ACTIVITY —
Word for word, retype every line of the data.

SOURCE INFORMATION —

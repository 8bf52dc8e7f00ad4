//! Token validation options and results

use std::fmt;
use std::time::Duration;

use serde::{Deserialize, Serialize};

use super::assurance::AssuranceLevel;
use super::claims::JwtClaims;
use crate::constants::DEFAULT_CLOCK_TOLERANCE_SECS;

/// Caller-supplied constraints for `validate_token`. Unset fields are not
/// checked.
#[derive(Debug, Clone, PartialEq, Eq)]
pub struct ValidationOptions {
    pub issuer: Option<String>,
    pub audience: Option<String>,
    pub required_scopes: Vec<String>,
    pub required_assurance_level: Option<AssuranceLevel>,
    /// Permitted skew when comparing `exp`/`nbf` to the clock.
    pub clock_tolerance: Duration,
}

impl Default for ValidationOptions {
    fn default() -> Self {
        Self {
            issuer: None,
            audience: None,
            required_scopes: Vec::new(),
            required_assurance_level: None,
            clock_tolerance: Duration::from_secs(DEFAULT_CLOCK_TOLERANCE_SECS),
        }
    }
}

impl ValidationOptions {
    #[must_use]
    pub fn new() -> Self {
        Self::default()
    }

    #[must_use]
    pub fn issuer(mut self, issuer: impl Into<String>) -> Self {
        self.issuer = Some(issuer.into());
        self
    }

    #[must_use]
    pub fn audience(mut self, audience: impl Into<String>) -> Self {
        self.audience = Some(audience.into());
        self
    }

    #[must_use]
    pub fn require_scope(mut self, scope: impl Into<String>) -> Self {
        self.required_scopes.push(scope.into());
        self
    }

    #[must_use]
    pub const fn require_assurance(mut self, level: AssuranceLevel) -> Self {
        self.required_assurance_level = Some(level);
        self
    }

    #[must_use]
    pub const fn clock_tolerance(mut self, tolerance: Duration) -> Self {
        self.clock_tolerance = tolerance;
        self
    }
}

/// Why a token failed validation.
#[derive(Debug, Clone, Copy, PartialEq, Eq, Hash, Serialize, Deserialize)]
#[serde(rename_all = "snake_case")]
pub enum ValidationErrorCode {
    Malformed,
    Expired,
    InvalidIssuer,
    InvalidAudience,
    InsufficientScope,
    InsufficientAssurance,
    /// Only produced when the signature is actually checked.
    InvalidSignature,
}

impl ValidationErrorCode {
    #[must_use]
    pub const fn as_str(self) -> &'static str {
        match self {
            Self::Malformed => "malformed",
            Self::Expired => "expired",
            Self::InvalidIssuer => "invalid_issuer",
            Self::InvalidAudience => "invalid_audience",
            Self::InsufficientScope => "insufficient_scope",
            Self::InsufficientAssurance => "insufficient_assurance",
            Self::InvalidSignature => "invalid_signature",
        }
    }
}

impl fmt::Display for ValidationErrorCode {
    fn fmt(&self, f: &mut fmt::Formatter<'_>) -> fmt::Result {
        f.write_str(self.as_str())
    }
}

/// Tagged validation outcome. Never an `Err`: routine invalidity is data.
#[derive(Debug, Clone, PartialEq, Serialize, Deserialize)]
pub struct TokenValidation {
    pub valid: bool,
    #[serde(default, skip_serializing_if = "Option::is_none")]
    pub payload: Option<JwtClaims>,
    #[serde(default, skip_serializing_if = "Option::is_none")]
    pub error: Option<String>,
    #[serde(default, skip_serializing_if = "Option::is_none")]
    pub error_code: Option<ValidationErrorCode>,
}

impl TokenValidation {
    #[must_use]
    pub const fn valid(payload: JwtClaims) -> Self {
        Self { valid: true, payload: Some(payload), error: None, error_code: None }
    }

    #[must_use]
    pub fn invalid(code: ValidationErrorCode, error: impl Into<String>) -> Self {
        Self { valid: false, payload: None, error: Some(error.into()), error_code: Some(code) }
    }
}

EXERCISE RESPONSE —
repository 8bf52dc8e7f00ad4
//! Token validation options and results

use std::fmt;
use std::time::Duration;

use serde::{Deserialize, Serialize};

use super::assurance::AssuranceLevel;
use super::claims::JwtClaims;
use crate::constants::DEFAULT_CLOCK_TOLERANCE_SECS;

/// Caller-supplied constraints for `validate_token`. Unset fields are not
/// checked.
#[derive(Debug, Clone, PartialEq, Eq)]
pub struct ValidationOptions {
    pub issuer: Option<String>,
    pub audience: Option<String>,
    pub required_scopes: Vec<String>,
    pub required_assurance_level: Option<AssuranceLevel>,
    /// Permitted skew when comparing `exp`/`nbf` to the clock.
    pub clock_tolerance: Duration,
}

impl Default for ValidationOptions {
    fn default() -> Self {
        Self {
            issuer: None,
            audience: None,
            required_scopes: Vec::new(),
            required_assurance_level: None,
            clock_tolerance: Duration::from_secs(DEFAULT_CLOCK_TOLERANCE_SECS),
        }
    }
}

impl ValidationOptions {
    #[must_use]
    pub fn new() -> Self {
        Self::default()
    }

    #[must_use]
    pub fn issuer(mut self, issuer: impl Into<String>) -> Self {
        self.issuer = Some(issuer.into());
        self
    }

    #[must_use]
    pub fn audience(mut self, audience: impl Into<String>) -> Self {
        self.audience = Some(audience.into());
        self
    }

    #[must_use]
    pub fn require_scope(mut self, scope: impl Into<String>) -> Self {
        self.required_scopes.push(scope.into());
        self
    }

    #[must_use]
    pub const fn require_assurance(mut self, level: AssuranceLevel) -> Self {
        self.required_assurance_level = Some(level);
        self
    }

    #[must_use]
    pub const fn clock_tolerance(mut self, tolerance: Duration) -> Self {
        self.clock_tolerance = tolerance;
        self
    }
}

/// Why a token failed validation.
#[derive(Debug, Clone, Copy, PartialEq, Eq, Hash, Serialize, Deserialize)]
#[serde(rename_all = "snake_case")]
pub enum ValidationErrorCode {
    Malformed,
    Expired,
    InvalidIssuer,
    InvalidAudience,
    InsufficientScope,
    InsufficientAssurance,
    /// Only produced when the signature is actually checked.
    InvalidSignature,
}

impl ValidationErrorCode {
    #[must_use]
    pub const fn as_str(self) -> &'static str {
        match self {
            Self::Malformed => "malformed",
            Self::Expired => "expired",
            Self::InvalidIssuer => "invalid_issuer",
            Self::InvalidAudience => "invalid_audience",
            Self::InsufficientScope => "insufficient_scope",
            Self::InsufficientAssurance => "insufficient_assurance",
            Self::InvalidSignature => "invalid_signature",
        }
    }
}

impl fmt::Display for ValidationErrorCode {
    fn fmt(&self, f: &mut fmt::Formatter<'_>) -> fmt::Result {
        f.write_str(self.as_str())
    }
}

/// Tagged validation outcome. Never an `Err`: routine invalidity is data.
#[derive(Debug, Clone, PartialEq, Serialize, Deserialize)]
pub struct TokenValidation {
    pub valid: bool,
    #[serde(default, skip_serializing_if = "Option::is_none")]
    pub payload: Option<JwtClaims>,
    #[serde(default, skip_serializing_if = "Option::is_none")]
    pub error: Option<String>,
    #[serde(default, skip_serializing_if = "Option::is_none")]
    pub error_code: Option<ValidationErrorCode>,
}

impl TokenValidation {
    #[must_use]
    pub const fn valid(payload: JwtClaims) -> Self {
        Self { valid: true, payload: Some(payload), error: None, error_code: None }
    }

    #[must_use]
    pub fn invalid(code: ValidationErrorCode, error: impl Into<String>) -> Self {
        Self { valid: false, payload: None, error: Some(error.into()), error_code: Some(code) }
    }
}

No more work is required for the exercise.